Subject to applicable laws, the warrants may be offered for sale, sold, transferred or assigned without our consent.
Exchange Listing.
Our warrants are listed on The Nasdaq Capital Market under the symbol “DRCTW.”
Warrant Agent.
The warrants were issued in registered form under a warrant agent agreement between American Stock Trading & Trust Company, LLC as warrant agent, and us.
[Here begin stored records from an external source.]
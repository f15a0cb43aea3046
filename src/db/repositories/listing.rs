//! Listing repository
//!
//! - `ListingRepository` trait defining listing data access
//! - `SqlxListingRepository` implementing it for SQLite and MySQL
//!
//! Search translates a `ListingFilter` into a WHERE clause. The translation
//! must select exactly what `ListingFilter::matches` accepts, ordered the way
//! `sort_by_list_date` orders (newest first, then highest id). SQLite only
//! lowercases ASCII, so non-ASCII text criteria are matched in memory there.

use crate::config::DatabaseDriver;
use crate::db::DynDatabasePool;
use crate::models::{CreateListingInput, Listing, ListingFilter};
use anyhow::{Context, Result};
use async_trait::async_trait;
use chrono::Utc;
use sqlx::{MySqlPool, Row, SqlitePool};
use std::sync::Arc;

const LISTING_COLUMNS: &str = "id, realtor_id, title, address, city, state, zipcode, description, \
     price, bedrooms, bathrooms, sqft, is_published, list_date";

/// Listing repository trait
#[async_trait]
pub trait ListingRepository: Send + Sync {
    /// Create a new listing
    async fn create(&self, input: &CreateListingInput) -> Result<Listing>;

    /// Get listing by ID regardless of publication state
    async fn get_by_id(&self, id: i64) -> Result<Option<Listing>>;

    /// One page of published listings, newest first
    async fn list_published(&self, offset: i64, limit: i64) -> Result<Vec<Listing>>;

    /// Count published listings
    async fn count_published(&self) -> Result<i64>;

    /// The `limit` most recently listed published listings
    async fn latest_published(&self, limit: i64) -> Result<Vec<Listing>>;

    /// All published listings matching the filter, newest first
    async fn search(&self, filter: &ListingFilter) -> Result<Vec<Listing>>;
}

/// SQLx-based listing repository implementation
pub struct SqlxListingRepository {
    pool: DynDatabasePool,
}

impl SqlxListingRepository {
    pub fn new(pool: DynDatabasePool) -> Self {
        Self { pool }
    }

    /// Create a boxed repository for use with dependency injection
    pub fn boxed(pool: DynDatabasePool) -> Arc<dyn ListingRepository> {
        Arc::new(Self::new(pool))
    }
}

#[async_trait]
impl ListingRepository for SqlxListingRepository {
    async fn create(&self, input: &CreateListingInput) -> Result<Listing> {
        match self.pool.driver() {
            DatabaseDriver::Sqlite => create_listing_sqlite(self.pool.sqlite()?, input).await,
            DatabaseDriver::Mysql => create_listing_mysql(self.pool.mysql()?, input).await,
        }
    }

    async fn get_by_id(&self, id: i64) -> Result<Option<Listing>> {
        match self.pool.driver() {
            DatabaseDriver::Sqlite => get_listing_by_id_sqlite(self.pool.sqlite()?, id).await,
            DatabaseDriver::Mysql => get_listing_by_id_mysql(self.pool.mysql()?, id).await,
        }
    }

    async fn list_published(&self, offset: i64, limit: i64) -> Result<Vec<Listing>> {
        match self.pool.driver() {
            DatabaseDriver::Sqlite => {
                list_published_sqlite(self.pool.sqlite()?, offset, limit).await
            }
            DatabaseDriver::Mysql => list_published_mysql(self.pool.mysql()?, offset, limit).await,
        }
    }

    async fn count_published(&self) -> Result<i64> {
        match self.pool.driver() {
            DatabaseDriver::Sqlite => count_published_sqlite(self.pool.sqlite()?).await,
            DatabaseDriver::Mysql => count_published_mysql(self.pool.mysql()?).await,
        }
    }

    async fn latest_published(&self, limit: i64) -> Result<Vec<Listing>> {
        self.list_published(0, limit).await
    }

    async fn search(&self, filter: &ListingFilter) -> Result<Vec<Listing>> {
        match self.pool.driver() {
            DatabaseDriver::Sqlite if !text_criteria_ascii(filter) => {
                // SQLite's LOWER folds ASCII only; match the text criteria here
                let (sql, args) = search_query(&without_text_criteria(filter));
                let mut listings = search_sqlite(self.pool.sqlite()?, &sql, args).await?;
                listings.retain(|listing| filter.matches(listing));
                Ok(listings)
            }
            DatabaseDriver::Sqlite => {
                let (sql, args) = search_query(filter);
                search_sqlite(self.pool.sqlite()?, &sql, args).await
            }
            DatabaseDriver::Mysql => {
                let (sql, args) = search_query(filter);
                search_mysql(self.pool.mysql()?, &sql, args).await
            }
        }
    }
}

// ============================================================================
// Search query construction (shared, both backends use `?` placeholders)
// ============================================================================

/// A value bound to one search placeholder
#[derive(Debug, Clone, PartialEq)]
enum SearchArg {
    Text(String),
    Int(i64),
}

/// Escape character for LIKE patterns; `\` would need doubling on MySQL.
const LIKE_ESCAPE: char = '!';

fn escape_like(raw: &str) -> String {
    let mut escaped = String::with_capacity(raw.len());
    for c in raw.chars() {
        if c == '%' || c == '_' || c == LIKE_ESCAPE {
            escaped.push(LIKE_ESCAPE);
        }
        escaped.push(c);
    }
    escaped
}

fn text_criteria_ascii(filter: &ListingFilter) -> bool {
    [&filter.keywords, &filter.city, &filter.state]
        .into_iter()
        .flatten()
        .all(|value| value.is_ascii())
}

fn without_text_criteria(filter: &ListingFilter) -> ListingFilter {
    ListingFilter {
        keywords: None,
        city: None,
        state: None,
        ..filter.clone()
    }
}

fn search_query(filter: &ListingFilter) -> (String, Vec<SearchArg>) {
    let mut clauses = vec!["is_published = 1".to_string()];
    let mut args = Vec::new();

    if let Some(ref keywords) = filter.keywords {
        clauses.push(format!("LOWER(description) LIKE ? ESCAPE '{}'", LIKE_ESCAPE));
        args.push(SearchArg::Text(format!(
            "%{}%",
            escape_like(&keywords.to_lowercase())
        )));
    }
    if let Some(ref city) = filter.city {
        clauses.push("LOWER(city) = ?".to_string());
        args.push(SearchArg::Text(city.to_lowercase()));
    }
    if let Some(ref state) = filter.state {
        clauses.push("LOWER(state) = ?".to_string());
        args.push(SearchArg::Text(state.to_lowercase()));
    }
    if let Some(max_bedrooms) = filter.max_bedrooms {
        clauses.push("bedrooms <= ?".to_string());
        args.push(SearchArg::Int(max_bedrooms));
    }
    if let Some(max_price) = filter.max_price {
        clauses.push("price <= ?".to_string());
        args.push(SearchArg::Int(max_price));
    }

    let sql = format!(
        "SELECT {} FROM listings WHERE {} ORDER BY list_date DESC, id DESC",
        LISTING_COLUMNS,
        clauses.join(" AND ")
    );
    (sql, args)
}

// ============================================================================
// SQLite implementations
// ============================================================================

async fn create_listing_sqlite(pool: &SqlitePool, input: &CreateListingInput) -> Result<Listing> {
    let list_date = input.list_date.unwrap_or_else(Utc::now);

    let result = sqlx::query(
        r#"
        INSERT INTO listings (realtor_id, title, address, city, state, zipcode, description,
            price, bedrooms, bathrooms, sqft, is_published, list_date)
        VALUES (?, ?, ?, ?, ?, ?, ?, ?, ?, ?, ?, ?, ?)
        "#,
    )
    .bind(input.realtor_id)
    .bind(&input.title)
    .bind(&input.address)
    .bind(&input.city)
    .bind(&input.state)
    .bind(&input.zipcode)
    .bind(&input.description)
    .bind(input.price)
    .bind(input.bedrooms)
    .bind(input.bathrooms)
    .bind(input.sqft)
    .bind(input.is_published)
    .bind(list_date)
    .execute(pool)
    .await
    .context("Failed to create listing")?;

    get_listing_by_id_sqlite(pool, result.last_insert_rowid())
        .await?
        .context("Listing vanished after insert")
}

async fn get_listing_by_id_sqlite(pool: &SqlitePool, id: i64) -> Result<Option<Listing>> {
    let sql = format!("SELECT {} FROM listings WHERE id = ?", LISTING_COLUMNS);
    let row = sqlx::query(&sql)
        .bind(id)
        .fetch_optional(pool)
        .await
        .context("Failed to get listing by ID")?;

    row.as_ref().map(row_to_listing_sqlite).transpose()
}

async fn list_published_sqlite(pool: &SqlitePool, offset: i64, limit: i64) -> Result<Vec<Listing>> {
    let sql = format!(
        "SELECT {} FROM listings WHERE is_published = 1 \
         ORDER BY list_date DESC, id DESC LIMIT ? OFFSET ?",
        LISTING_COLUMNS
    );
    let rows = sqlx::query(&sql)
        .bind(limit)
        .bind(offset)
        .fetch_all(pool)
        .await
        .context("Failed to list published listings")?;

    rows.iter().map(row_to_listing_sqlite).collect()
}

async fn count_published_sqlite(pool: &SqlitePool) -> Result<i64> {
    let row = sqlx::query("SELECT COUNT(*) as count FROM listings WHERE is_published = 1")
        .fetch_one(pool)
        .await
        .context("Failed to count published listings")?;

    Ok(row.get("count"))
}

async fn search_sqlite(pool: &SqlitePool, sql: &str, args: Vec<SearchArg>) -> Result<Vec<Listing>> {
    let mut query = sqlx::query(sql);
    for arg in args {
        query = match arg {
            SearchArg::Text(value) => query.bind(value),
            SearchArg::Int(value) => query.bind(value),
        };
    }

    let rows = query
        .fetch_all(pool)
        .await
        .context("Failed to search listings")?;

    rows.iter().map(row_to_listing_sqlite).collect()
}

fn row_to_listing_sqlite(row: &sqlx::sqlite::SqliteRow) -> Result<Listing> {
    Ok(Listing {
        id: row.try_get("id")?,
        realtor_id: row.try_get("realtor_id")?,
        title: row.try_get("title")?,
        address: row.try_get("address")?,
        city: row.try_get("city")?,
        state: row.try_get("state")?,
        zipcode: row.try_get("zipcode")?,
        description: row.try_get("description")?,
        price: row.try_get("price")?,
        bedrooms: row.try_get("bedrooms")?,
        bathrooms: row.try_get("bathrooms")?,
        sqft: row.try_get("sqft")?,
        is_published: row.try_get("is_published")?,
        list_date: row.try_get("list_date")?,
    })
}

// ============================================================================
// MySQL implementations
// ============================================================================

async fn create_listing_mysql(pool: &MySqlPool, input: &CreateListingInput) -> Result<Listing> {
    let list_date = input.list_date.unwrap_or_else(Utc::now);

    let result = sqlx::query(
        r#"
        INSERT INTO listings (realtor_id, title, address, city, state, zipcode, description,
            price, bedrooms, bathrooms, sqft, is_published, list_date)
        VALUES (?, ?, ?, ?, ?, ?, ?, ?, ?, ?, ?, ?, ?)
        "#,
    )
    .bind(input.realtor_id)
    .bind(&input.title)
    .bind(&input.address)
    .bind(&input.city)
    .bind(&input.state)
    .bind(&input.zipcode)
    .bind(&input.description)
    .bind(input.price)
    .bind(input.bedrooms)
    .bind(input.bathrooms)
    .bind(input.sqft)
    .bind(input.is_published)
    .bind(list_date)
    .execute(pool)
    .await
    .context("Failed to create listing")?;

    get_listing_by_id_mysql(pool, result.last_insert_id() as i64)
        .await?
        .context("Listing vanished after insert")
}

async fn get_listing_by_id_mysql(pool: &MySqlPool, id: i64) -> Result<Option<Listing>> {
    let sql = format!("SELECT {} FROM listings WHERE id = ?", LISTING_COLUMNS);
    let row = sqlx::query(&sql)
        .bind(id)
        .fetch_optional(pool)
        .await
        .context("Failed to get listing by ID")?;

    row.as_ref().map(row_to_listing_mysql).transpose()
}

async fn list_published_mysql(pool: &MySqlPool, offset: i64, limit: i64) -> Result<Vec<Listing>> {
    let sql = format!(
        "SELECT {} FROM listings WHERE is_published = 1 \
         ORDER BY list_date DESC, id DESC LIMIT ? OFFSET ?",
        LISTING_COLUMNS
    );
    let rows = sqlx::query(&sql)
        .bind(limit)
        .bind(offset)
        .fetch_all(pool)
        .await
        .context("Failed to list published listings")?;

    rows.iter().map(row_to_listing_mysql).collect()
}

async fn count_published_mysql(pool: &MySqlPool) -> Result<i64> {
    let row = sqlx::query("SELECT COUNT(*) as count FROM listings WHERE is_published = 1")
        .fetch_one(pool)
        .await
        .context("Failed to count published listings")?;

    Ok(row.get("count"))
}

async fn search_mysql(pool: &MySqlPool, sql: &str, args: Vec<SearchArg>) -> Result<Vec<Listing>> {
    let mut query = sqlx::query(sql);
    for arg in args {
        query = match arg {
            SearchArg::Text(value) => query.bind(value),
            SearchArg::Int(value) => query.bind(value),
        };
    }

    let rows = query
        .fetch_all(pool)
        .await
        .context("Failed to search listings")?;

    rows.iter().map(row_to_listing_mysql).collect()
}

fn row_to_listing_mysql(row: &sqlx::mysql::MySqlRow) -> Result<Listing> {
    Ok(Listing {
        id: row.try_get("id")?,
        realtor_id: row.try_get("realtor_id")?,
        title: row.try_get("title")?,
        address: row.try_get("address")?,
        city: row.try_get("city")?,
        state: row.try_get("state")?,
        zipcode: row.try_get("zipcode")?,
        description: row.try_get("description")?,
        price: row.try_get("price")?,
        bedrooms: row.try_get("bedrooms")?,
        bathrooms: row.try_get("bathrooms")?,
        sqft: row.try_get("sqft")?,
        is_published: row.try_get("is_published")?,
        list_date: row.try_get("list_date")?,
    })
}
//! Listing pages: browse, detail and search

use axum::{
    extract::{Path, Query, State},
    http::{header, HeaderMap},
    response::{Html, IntoResponse, Response},
};
use serde::Deserialize;
use tera::Context as TeraContext;

use crate::api::middleware::AppState;
use crate::models::{ListParams, ListingFilter, SearchParams};
use crate::web::flash::{self, Flash};
use crate::web::{insert_search_form, render_page, PageError};

#[derive(Debug, Default, Deserialize)]
pub struct PageQuery {
    /// Kept raw; anything that is not a positive number means page 1
    #[serde(default)]
    pub page: Option<String>,
}

/// GET /listings?page= - published listings, newest first
pub async fn index(
    State(state): State<AppState>,
    Query(query): Query<PageQuery>,
) -> Result<Html<String>, PageError> {
    let params = ListParams::parse(query.page.as_deref(), state.listings_config.per_page);
    let page = state.listing_service.list_published(&params).await?;

    let mut context = TeraContext::new();
    context.insert("page", &page.meta());
    context.insert("listings", &page.items);
    render_page(&state.theme_engine, "listings/listings.html", &context)
}

/// GET /listings/{id} - one listing, its realtor and the inquiry form
pub async fn listing(
    State(state): State<AppState>,
    Path(id): Path<String>,
    headers: HeaderMap,
) -> Result<Response, PageError> {
    let id: i64 = id.parse().map_err(|_| PageError::NotFound)?;
    let listing = state.listing_service.get_published(id).await?;
    let realtor = state.realtor_service.get(listing.realtor_id).await?;
    let flash = Flash::from_headers(&headers);

    let mut context = TeraContext::new();
    context.insert("listing", &listing);
    context.insert("realtor", &realtor);
    if let Some(message) = &flash {
        context.insert("messages", &[message]);
    }

    let html = render_page(&state.theme_engine, "listings/listing.html", &context)?;
    if flash.is_some() {
        return Ok(([(header::SET_COOKIE, flash::clear_cookie())], html).into_response());
    }
    Ok(html.into_response())
}

/// GET /listings/search - filter published listings by the search form
pub async fn search(
    State(state): State<AppState>,
    Query(params): Query<SearchParams>,
) -> Result<Html<String>, PageError> {
    let filter = ListingFilter::try_from(&params)?;
    let listings = state.listing_service.search(&filter).await?;

    let mut context = TeraContext::new();
    context.insert("listings", &listings);
    insert_search_form(&mut context, &params);
    render_page(&state.theme_engine, "listings/search.html", &context)
}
The warrants were initially represented only by one or more global warrants deposited with the warrant agent, as custodian on behalf of The Depository Trust Company (“DTC”) and registered in the name of Cede & Co., a nominee of DTC, or as otherwise directed by DTC.
Fundamental Transactions.
In the event of a fundamental transaction, as described in the warrants and generally including any reorganization, recapitalization or reclassification of our ordinary shares, the sale, transfer or other disposition of all or substantially all of our properties or assets, our consolidation or merger with or into another person, the acquisition of more than 50% of our outstanding shares of Class A common stock, or any person or group becoming the beneficial owner of 50% of the voting power represented by our shares of Class A common stock, the holders of the warrants will be entitled to receive upon exercise of the warrants the kind and amount of securities, cash or other property that the holders would have received had they exercised the warrants immediately prior to such fundamental transaction.
Rights as a Stockholder.
Except as otherwise provided in the warrants or by virtue of such holder’s ownership of our shares of Class A common stock, the holder of a warrant does not have the rights or privileges of a holder of our Class A common stock, including any voting rights, until the holder exercises the warrant.
Governing Law.
The warrants and the warrant agent agreement are governed by New York law.